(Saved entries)
'''
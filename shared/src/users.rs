use async_trait::async_trait;
use aws_sdk_dynamodb::types::AttributeValue;
use aws_sdk_dynamodb::Client as DynamoClient;
use chrono::{DateTime, NaiveDate};
use lambda_http::{http::StatusCode, Body, Error, Response};
use serde::Serialize;
use std::collections::HashMap;

use crate::auth::{IdentityProvider, Session, SessionUser};
use crate::filter::{filter_users, RoleFilter};
use crate::responses;
use crate::types::{Role, UserRecord};

#[derive(Debug, thiserror::Error)]
pub enum DirectoryError {
    #[error("directory query failed: {0}")]
    Query(String),
    #[error("malformed user item: {0}")]
    Malformed(String),
}

/// Read-only source of user records, newest first.
#[async_trait]
pub trait DirectoryStore: Send + Sync {
    async fn list_users(&self) -> Result<Vec<UserRecord>, DirectoryError>;
}

/// Users stored in the single DynamoDB table under PK=SK=USER#id
pub struct DynamoDirectory {
    client: DynamoClient,
    table_name: String,
}

impl DynamoDirectory {
    pub fn new(client: DynamoClient, table_name: impl Into<String>) -> Self {
        Self {
            client,
            table_name: table_name.into(),
        }
    }
}

#[async_trait]
impl DirectoryStore for DynamoDirectory {
    async fn list_users(&self) -> Result<Vec<UserRecord>, DirectoryError> {
        let mut users = Vec::new();
        let mut start_key: Option<HashMap<String, AttributeValue>> = None;

        loop {
            let output = self
                .client
                .scan()
                .table_name(&self.table_name)
                .filter_expression("entity_type = :type")
                .expression_attribute_values(":type", AttributeValue::S("user".to_string()))
                .set_exclusive_start_key(start_key.take())
                .send()
                .await
                .map_err(|e| DirectoryError::Query(format!("{:?}", e)))?;

            for item in output.items() {
                match user_from_item(item) {
                    Ok(user) => users.push(user),
                    Err(e) => tracing::warn!("Skipping user item: {}", e),
                }
            }

            match output.last_evaluated_key() {
                Some(key) if !key.is_empty() => start_key = Some(key.clone()),
                _ => break,
            }
        }

        sort_newest_first(&mut users);
        tracing::info!("Loaded {} users from {}", users.len(), self.table_name);
        Ok(users)
    }
}

fn string_attr(item: &HashMap<String, AttributeValue>, name: &str) -> Option<String> {
    item.get(name)
        .and_then(|v| v.as_s().ok())
        .map(|s| s.to_string())
        .filter(|s| !s.is_empty())
}

/// Map one table item onto a [`UserRecord`]
pub fn user_from_item(item: &HashMap<String, AttributeValue>) -> Result<UserRecord, DirectoryError> {
    let id = string_attr(item, "PK")
        .and_then(|pk| pk.strip_prefix("USER#").map(|s| s.to_string()))
        .or_else(|| string_attr(item, "user_id"))
        .ok_or_else(|| DirectoryError::Malformed("missing user id".to_string()))?;

    let email = string_attr(item, "email")
        .ok_or_else(|| DirectoryError::Malformed(format!("user {} has no email", id)))?;

    let role = match string_attr(item, "role") {
        Some(raw) => raw
            .parse::<Role>()
            .map_err(|e| DirectoryError::Malformed(format!("user {}: {}", id, e)))?,
        None => Role::User,
    };

    Ok(UserRecord {
        full_name: string_attr(item, "full_name")
            .or_else(|| string_attr(item, "name"))
            .unwrap_or_default(),
        email,
        role,
        phone: string_attr(item, "phone"),
        address: string_attr(item, "address"),
        subject: string_attr(item, "subject"),
        grade_level: string_attr(item, "grade_level"),
        date_of_birth: string_attr(item, "date_of_birth"),
        bio: string_attr(item, "bio"),
        profile_image_url: string_attr(item, "profile_image_url"),
        created_at: string_attr(item, "created_at").unwrap_or_default(),
        id,
    })
}

/// Order by creation date, newest first. Undated records go last.
pub fn sort_newest_first(users: &mut [UserRecord]) {
    users.sort_by_key(|u| std::cmp::Reverse(DateTime::parse_from_rfc3339(&u.created_at).ok()));
}

// ========== VIEW ==========
#[derive(Debug, Serialize, Clone, PartialEq)]
pub struct UserCard {
    pub id: String,
    pub full_name: String,
    pub initials: String,
    pub email: String,
    pub role: Role,
    pub role_label: &'static str,
    pub phone: Option<String>,
    pub address: Option<String>,
    pub subject: Option<String>,
    pub grade_level: Option<String>,
    pub date_of_birth: Option<String>,
    pub bio: Option<String>,
    pub profile_image_url: Option<String>,
}

pub fn initials(name: &str) -> String {
    let letters: String = name
        .split_whitespace()
        .filter_map(|word| word.chars().next())
        .collect();

    if letters.is_empty() {
        "U".to_string()
    } else {
        letters.to_uppercase()
    }
}

/// "1990-04-07" -> "Apr 7, 1990". Anything unparseable is shown as stored.
pub fn format_birth_date(raw: &str) -> String {
    let date = NaiveDate::parse_from_str(raw, "%Y-%m-%d")
        .ok()
        .or_else(|| DateTime::parse_from_rfc3339(raw).ok().map(|dt| dt.date_naive()));

    match date {
        Some(d) => d.format("%b %-d, %Y").to_string(),
        None => raw.to_string(),
    }
}

impl From<&UserRecord> for UserCard {
    fn from(user: &UserRecord) -> Self {
        Self {
            id: user.id.clone(),
            full_name: user.full_name.clone(),
            initials: initials(&user.full_name),
            email: user.email.clone(),
            role: user.role,
            role_label: user.role.label(),
            phone: user.phone.clone(),
            address: user.address.clone(),
            subject: user.subject.clone(),
            grade_level: user.grade_level.clone(),
            date_of_birth: user.date_of_birth.as_deref().map(format_birth_date),
            bio: user.bio.clone(),
            profile_image_url: user.profile_image_url.clone(),
        }
    }
}

#[derive(Debug, Serialize)]
pub struct DirectoryListing {
    pub users: Vec<UserCard>,
    pub count: usize,
    pub summary: String,
    pub empty_hint: Option<&'static str>,
}

impl DirectoryListing {
    pub fn build(all: &[UserRecord], search: &str, role: RoleFilter) -> Self {
        let users: Vec<UserCard> = filter_users(all, search, role)
            .into_iter()
            .map(UserCard::from)
            .collect();
        let count = users.len();

        let empty_hint = if count > 0 {
            None
        } else if !search.is_empty() || role != RoleFilter::All {
            Some("Try adjusting your search or filter criteria")
        } else {
            Some("No users have been added to the system yet")
        };

        Self {
            users,
            count,
            summary: format!("{} user{} found", count, if count == 1 { "" } else { "s" }),
            empty_hint,
        }
    }
}

/// Fetch the directory and the caller's identity side by side.
pub async fn load_directory(
    directory: &dyn DirectoryStore,
    identity: &dyn IdentityProvider,
    access_token: Option<&str>,
) -> (Result<Vec<UserRecord>, DirectoryError>, Session) {
    tokio::join!(
        directory.list_users(),
        Session::resolve(identity, access_token)
    )
}

pub(crate) fn directory_unavailable(e: &DirectoryError) -> Result<Response<Body>, Error> {
    tracing::error!("Error loading users: {}", e);
    responses::error(
        StatusCode::INTERNAL_SERVER_ERROR,
        "DirectoryUnavailable",
        "Failed to load users",
    )
}

/// GET /users
pub async fn list_users(
    directory: &dyn DirectoryStore,
    identity: &dyn IdentityProvider,
    access_token: Option<&str>,
    search: &str,
    role: &str,
) -> Result<Response<Body>, Error> {
    let (users, session) = load_directory(directory, identity, access_token).await;

    if session.user().is_none() {
        return responses::sign_in_required();
    }

    let role_filter: RoleFilter = match role.parse() {
        Ok(filter) => filter,
        Err(message) => {
            return responses::error(StatusCode::BAD_REQUEST, "InvalidRoleFilter", &message);
        }
    };

    match users {
        Ok(users) => responses::json(StatusCode::OK, &DirectoryListing::build(&users, search, role_filter)),
        Err(e) => directory_unavailable(&e),
    }
}

/// GET /users/me
pub fn get_me(session: &Session) -> Result<Response<Body>, Error> {
    match session.user() {
        Some(user) => responses::json::<SessionUser>(StatusCode::OK, user),
        None => responses::sign_in_required(),
    }
}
'''
_Work instructions_: All that the answer may hold is the lines from the one with "Session::resolve(identity, access_token)" through the end of the data, set down exactly as they appear.

_Task output_:
        Session::resolve(identity, access_token)
    )
}

pub(crate) fn directory_unavailable(e: &DirectoryError) -> Result<Response<Body>, Error> {
    tracing::error!("Error loading users: {}", e);
    responses::error(
        StatusCode::INTERNAL_SERVER_ERROR,
        "DirectoryUnavailable",
        "Failed to load users",
    )
}

/// GET /users
pub async fn list_users(
    directory: &dyn DirectoryStore,
    identity: &dyn IdentityProvider,
    access_token: Option<&str>,
    search: &str,
    role: &str,
) -> Result<Response<Body>, Error> {
    let (users, session) = load_directory(directory, identity, access_token).await;

    if session.user().is_none() {
        return responses::sign_in_required();
    }

    let role_filter: RoleFilter = match role.parse() {
        Ok(filter) => filter,
        Err(message) => {
            return responses::error(StatusCode::BAD_REQUEST, "InvalidRoleFilter", &message);
        }
    };

    match users {
        Ok(users) => responses::json(StatusCode::OK, &DirectoryListing::build(&users, search, role_filter)),
        Err(e) => directory_unavailable(&e),
    }
}

/// GET /users/me
pub fn get_me(session: &Session) -> Result<Response<Body>, Error> {
    match session.user() {
        Some(user) => responses::json::<SessionUser>(StatusCode::OK, user),
        None => responses::sign_in_required(),
    }
}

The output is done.